I have always wished I could be a mom who exercises early in the morning before her kids even woke up. I greatly admire my friends who do this, but knew I could probably never pull it off. I have several excuses...I stay up too late. I love my sleep. Zach likes playing at the gym while I work out during the day.
So I've been talking with myself about this for the past few weeks. If there was a time for me to try this (at least a few times a week) this is it. I've been going to bed earlier since the days seem shorter. I'm used to little sleep. For the past three months I've been up at all hours of the night with Colson.
Now that he is sleeping through the night I needed to try this "working out in the wee hours of the morning thing."
Today was the day.
I prayed about it last night asking the Lord to wake me up. I set my alarm. I was determined to go to the gym in the cold and dark so tonight I wasn't rushing out the door when Jason got home to go exercise.
Colson and I had several things to do today while Z was at school, so I had my plan and we were ready. This was going to be a wonderful day!
I was up with Colson at 5 am (thankfully he went back to sleep) so I was ready at six to head out. It felt very strange being at the gym so early, so I tried not to look at the clock. A lot of other crazy people were there, too.
When I got home everyone was still in bed so I took a quick shower. The morning was going smoothly until Jason asked me where his wallet was.
Of course, it was in his pants. Which were in the washing machine. Being washed. Nice.
I was so mad at myself! I take complete responsibility for Jason's now clean wallet but I also like to blame Satan. He was behind it because he wanted me to feel defeated. Like I can't do anything right even if I try.
Sometimes I think I'm the only one things like this happen to. I know that is not the truth, but Satan tries to isolate me, wanting me to believe his lies. That I'll never be a good wife, mom, friend. He will destroy anything and everything he can.
But I know the Truth. He's in my heart, and He fills me with confidence through my weakness. I don't have to give in to the devil's tricks.
I moved on and it still ended up being a great day. ; )

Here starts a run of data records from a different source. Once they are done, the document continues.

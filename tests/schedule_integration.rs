//! Integration tests for scheduling through the run context
//!
//! These tests verify schedule semantics under realistic tick patterns:
//! - each daily crossing fires exactly once per simulated day
//! - large time scales with coarse ticks neither miss nor duplicate crossings
//! - a single tick spanning several days fires every crossing chronologically
//! - conditions gate entries at the crossing instant

use std::time::Duration;

use edifice::config::RunConfig;
use edifice::core::types::DeviceId;
use edifice::engine::output::ChangeCause;
use edifice::engine::SimulationRun;
use edifice::hierarchy::device::StateValue;

const DAILY_LIGHT: &str = r#"{
    "start_time": 0, "duration_secs": 31536000, "time_scale": 60.0, "seed": 2,
    "buildings": [{
        "id": "b", "name": "B",
        "floors": [{
            "id": "f", "level": 0,
            "rooms": [{
                "id": "r", "name": "R",
                "devices": [{
                    "id": "light-1", "type": "smart_light",
                    "schedule": [
                        { "action": { "type": "power_on" },  "time_of_day": "07:00" },
                        { "action": { "type": "power_off" }, "time_of_day": "19:00" }
                    ]
                }]
            }]
        }]
    }]
}"#;

fn run_from(json: &str, time_scale: f64) -> SimulationRun {
    let mut config = RunConfig::from_json(json).unwrap();
    config.time_scale = time_scale;
    SimulationRun::new(&config).unwrap()
}

fn schedule_changes(run: &mut SimulationRun, ticks: usize, real_secs: u64) -> Vec<(u64, String)> {
    let mut changes = Vec::new();
    for _ in 0..ticks {
        let out = run
            .tick(Duration::from_secs(real_secs))
            .unwrap()
            .expect("running");
        for c in out.state_changes {
            if matches!(c.cause, ChangeCause::Schedule { .. }) {
                changes.push((c.at.as_millis(), c.key));
            }
        }
    }
    changes
}

#[test]
fn test_daily_schedule_fires_once_per_day() {
    // Scale 86_400: one real second covers one simulated day
    let mut run = run_from(DAILY_LIGHT, 86_400.0);

    // Two separate day-long ticks: the same two crossings each day
    let day1 = schedule_changes(&mut run, 1, 1);
    let day2 = schedule_changes(&mut run, 1, 1);
    assert_eq!(day1.len(), 2);
    assert_eq!(day2.len(), 2);
    // Same times of day, one day apart
    assert_eq!(day1[0].0 + 86_400_000, day2[0].0);
    assert_eq!(day1[1].0 + 86_400_000, day2[1].0);
}

#[test]
fn test_coarse_ticks_neither_miss_nor_duplicate() {
    // time_scale 100 with one-minute real ticks: 6000 sim seconds per tick.
    // 30 ticks cover 50 simulated hours: 07:00 and 19:00 each cross twice.
    let mut run = run_from(DAILY_LIGHT, 100.0);
    let changes = schedule_changes(&mut run, 30, 60);

    let ons: Vec<u64> = changes
        .iter()
        .filter(|(_, k)| k == "power_state")
        .map(|(at, _)| *at)
        .collect();
    // power_on and power_off both write power_state for a light; count
    // distinct crossing instants instead
    let mut instants = ons.clone();
    instants.dedup();
    assert_eq!(
        instants,
        vec![
            7 * 3_600_000,
            19 * 3_600_000,
            86_400_000 + 7 * 3_600_000,
            86_400_000 + 19 * 3_600_000,
        ]
    );
}

#[test]
fn test_single_tick_spanning_days_fires_chronologically() {
    // One tick of 3 simulated days
    let mut run = run_from(DAILY_LIGHT, 259_200.0);
    let changes = schedule_changes(&mut run, 1, 1);
    assert_eq!(changes.len(), 6);
    let times: Vec<u64> = changes.iter().map(|(at, _)| *at).collect();
    let mut sorted = times.clone();
    sorted.sort_unstable();
    assert_eq!(times, sorted, "crossings not applied chronologically");
}

#[test]
fn test_condition_gates_at_crossing_instant() {
    // The light powers on at 07:00 only if its own marker flag is set.
    let json = r#"{
        "start_time": 0, "duration_secs": 31536000, "time_scale": 86400.0, "seed": 2,
        "buildings": [{
            "id": "b", "name": "B",
            "floors": [{
                "id": "f", "level": 0,
                "rooms": [{
                    "id": "r", "name": "R",
                    "devices": [{
                        "id": "light-1", "type": "smart_light",
                        "initial_state": { "enable_morning": false },
                        "schedule": [{
                            "action": { "type": "power_on" },
                            "time_of_day": "07:00",
                            "condition": { "type": "device_state_true",
                                           "device_id": "light-1",
                                           "key": "enable_morning" }
                        }]
                    }]
                }]
            }]
        }]
    }"#;
    let mut run = run_from(json, 86_400.0);

    // Day one: flag off, nothing fires
    let out = run.tick(Duration::from_secs(1)).unwrap().unwrap();
    assert!(out.state_changes.is_empty());

    // Set the flag; day two fires
    run.apply_external_action(
        DeviceId::new("light-1"),
        edifice::schedule::Action::SetState {
            key: "enable_morning".into(),
            value: StateValue::Bool(true),
        },
    )
    .unwrap();
    let out = run.tick(Duration::from_secs(1)).unwrap().unwrap();
    let scheduled: Vec<_> = out
        .state_changes
        .iter()
        .filter(|c| matches!(c.cause, ChangeCause::Schedule { .. }))
        .collect();
    assert_eq!(scheduled.len(), 1);
    assert_eq!(scheduled[0].key, "power_state");
}

#[test]
fn test_weekday_entries_skip_the_weekend() {
    // Power on weekdays at 09:00 only. Day 0 of the epoch is a Thursday, so
    // one simulated week has five weekday crossings.
    let json = r#"{
        "start_time": 0, "duration_secs": 31536000, "time_scale": 86400.0, "seed": 2,
        "buildings": [{
            "id": "b", "name": "B",
            "floors": [{
                "id": "f", "level": 0,
                "rooms": [{
                    "id": "r", "name": "R",
                    "devices": [{
                        "id": "plug-1", "type": "smart_plug",
                        "schedule": [{
                            "action": { "type": "power_on" },
                            "time_of_day": "09:00",
                            "days": ["monday", "tuesday", "wednesday",
                                     "thursday", "friday"]
                        }]
                    }]
                }]
            }]
        }]
    }"#;
    let mut run = run_from(json, 86_400.0);
    let changes = schedule_changes(&mut run, 7, 1);
    assert_eq!(changes.len(), 5);
}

LORD, You love me even though I'm a mess. I'm so blessed. Thank you for the laundry piled high, the snotty kisses, and the never-ending to do lists. Even though I'm overwhelmed at times, it means I'm living. I still have very hard days concerning Reese, and thank you for being there ahead of me. Give me strength when I'm so tired of fighting Satan. You are my peace, my hiding place, my joy.
Note to self: Check Jason's pants before I wash them. ; )
He has delivered us...He will deliver us; we have placed our hope in Him that He will deliver us again.